§ Task to carry out: With no line omitted, restate the records below exactly as they appear.

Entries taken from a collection
__________________________________________________

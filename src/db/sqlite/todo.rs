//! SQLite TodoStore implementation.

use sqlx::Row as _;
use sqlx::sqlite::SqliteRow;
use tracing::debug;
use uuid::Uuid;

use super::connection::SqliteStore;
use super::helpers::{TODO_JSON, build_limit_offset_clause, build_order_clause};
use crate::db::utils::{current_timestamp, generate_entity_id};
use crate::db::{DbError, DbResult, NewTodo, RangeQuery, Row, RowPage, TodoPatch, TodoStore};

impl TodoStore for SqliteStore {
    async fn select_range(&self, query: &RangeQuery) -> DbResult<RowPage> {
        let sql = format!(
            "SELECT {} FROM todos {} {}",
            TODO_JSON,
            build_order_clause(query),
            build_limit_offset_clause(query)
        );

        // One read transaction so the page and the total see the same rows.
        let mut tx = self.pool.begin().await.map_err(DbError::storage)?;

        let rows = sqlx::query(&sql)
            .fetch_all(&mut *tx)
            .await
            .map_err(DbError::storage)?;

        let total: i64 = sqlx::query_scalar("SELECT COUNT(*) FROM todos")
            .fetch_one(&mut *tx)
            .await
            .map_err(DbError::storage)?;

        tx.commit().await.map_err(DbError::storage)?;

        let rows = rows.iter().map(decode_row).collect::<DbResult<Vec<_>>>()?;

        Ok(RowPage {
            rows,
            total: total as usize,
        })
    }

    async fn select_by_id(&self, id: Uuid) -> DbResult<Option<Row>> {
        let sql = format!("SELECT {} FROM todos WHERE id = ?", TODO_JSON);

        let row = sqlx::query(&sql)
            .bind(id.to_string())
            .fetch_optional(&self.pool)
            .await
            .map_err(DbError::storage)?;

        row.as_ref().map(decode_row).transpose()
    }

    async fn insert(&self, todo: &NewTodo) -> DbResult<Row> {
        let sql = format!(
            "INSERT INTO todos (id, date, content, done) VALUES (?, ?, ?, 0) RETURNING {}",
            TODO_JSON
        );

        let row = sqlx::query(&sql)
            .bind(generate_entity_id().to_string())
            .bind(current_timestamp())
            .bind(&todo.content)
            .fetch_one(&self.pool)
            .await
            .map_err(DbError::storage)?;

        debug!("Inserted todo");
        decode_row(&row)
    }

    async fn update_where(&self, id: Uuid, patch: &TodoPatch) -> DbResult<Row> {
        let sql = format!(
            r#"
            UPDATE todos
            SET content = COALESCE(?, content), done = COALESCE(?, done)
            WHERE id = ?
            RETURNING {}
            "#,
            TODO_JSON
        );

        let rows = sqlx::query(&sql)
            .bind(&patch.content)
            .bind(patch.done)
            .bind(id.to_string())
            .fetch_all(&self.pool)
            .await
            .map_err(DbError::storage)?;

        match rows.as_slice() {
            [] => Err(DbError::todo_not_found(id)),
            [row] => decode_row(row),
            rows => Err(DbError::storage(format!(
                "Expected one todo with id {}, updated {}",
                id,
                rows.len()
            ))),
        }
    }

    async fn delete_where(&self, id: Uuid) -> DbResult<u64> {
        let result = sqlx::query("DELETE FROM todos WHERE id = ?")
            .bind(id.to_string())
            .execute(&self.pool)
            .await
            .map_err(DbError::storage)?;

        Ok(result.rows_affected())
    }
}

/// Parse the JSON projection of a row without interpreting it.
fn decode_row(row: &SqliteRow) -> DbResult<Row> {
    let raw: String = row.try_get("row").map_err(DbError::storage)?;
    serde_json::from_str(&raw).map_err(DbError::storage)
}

__________________________________________________

§ Task output:
filename src/db/sqlite/todo.rs
//! SQLite TodoStore implementation.

use sqlx::Row as _;
use sqlx::sqlite::SqliteRow;
use tracing::debug;
use uuid::Uuid;

use super::connection::SqliteStore;
use super::helpers::{TODO_JSON, build_limit_offset_clause, build_order_clause};
use crate::db::utils::{current_timestamp, generate_entity_id};
use crate::db::{DbError, DbResult, NewTodo, RangeQuery, Row, RowPage, TodoPatch, TodoStore};

impl TodoStore for SqliteStore {
    async fn select_range(&self, query: &RangeQuery) -> DbResult<RowPage> {
        let sql = format!(
            "SELECT {} FROM todos {} {}",
            TODO_JSON,
            build_order_clause(query),
            build_limit_offset_clause(query)
        );

        // One read transaction so the page and the total see the same rows.
        let mut tx = self.pool.begin().await.map_err(DbError::storage)?;

        let rows = sqlx::query(&sql)
            .fetch_all(&mut *tx)
            .await
            .map_err(DbError::storage)?;

        let total: i64 = sqlx::query_scalar("SELECT COUNT(*) FROM todos")
            .fetch_one(&mut *tx)
            .await
            .map_err(DbError::storage)?;

        tx.commit().await.map_err(DbError::storage)?;

        let rows = rows.iter().map(decode_row).collect::<DbResult<Vec<_>>>()?;

        Ok(RowPage {
            rows,
            total: total as usize,
        })
    }

    async fn select_by_id(&self, id: Uuid) -> DbResult<Option<Row>> {
        let sql = format!("SELECT {} FROM todos WHERE id = ?", TODO_JSON);

        let row = sqlx::query(&sql)
            .bind(id.to_string())
            .fetch_optional(&self.pool)
            .await
            .map_err(DbError::storage)?;

        row.as_ref().map(decode_row).transpose()
    }

    async fn insert(&self, todo: &NewTodo) -> DbResult<Row> {
        let sql = format!(
            "INSERT INTO todos (id, date, content, done) VALUES (?, ?, ?, 0) RETURNING {}",
            TODO_JSON
        );

        let row = sqlx::query(&sql)
            .bind(generate_entity_id().to_string())
            .bind(current_timestamp())
            .bind(&todo.content)
            .fetch_one(&self.pool)
            .await
            .map_err(DbError::storage)?;

        debug!("Inserted todo");
        decode_row(&row)
    }

    async fn update_where(&self, id: Uuid, patch: &TodoPatch) -> DbResult<Row> {
        let sql = format!(
            r#"
            UPDATE todos
            SET content = COALESCE(?, content), done = COALESCE(?, done)
            WHERE id = ?
            RETURNING {}
            "#,
            TODO_JSON
        );

        let rows = sqlx::query(&sql)
            .bind(&patch.content)
            .bind(patch.done)
            .bind(id.to_string())
            .fetch_all(&self.pool)
            .await
            .map_err(DbError::storage)?;

        match rows.as_slice() {
            [] => Err(DbError::todo_not_found(id)),
            [row] => decode_row(row),
            rows => Err(DbError::storage(format!(
                "Expected one todo with id {}, updated {}",
                id,
                rows.len()
            ))),
        }
    }

    async fn delete_where(&self, id: Uuid) -> DbResult<u64> {
        let result = sqlx::query("DELETE FROM todos WHERE id = ?")
            .bind(id.to_string())
            .execute(&self.pool)
            .await
            .map_err(DbError::storage)?;

        Ok(result.rows_affected())
    }
}

/// Parse the JSON projection of a row without interpreting it.
fn decode_row(row: &SqliteRow) -> DbResult<Row> {
    let raw: String = row.try_get("row").map_err(DbError::storage)?;
    serde_json::from_str(&raw).map_err(DbError::storage)
}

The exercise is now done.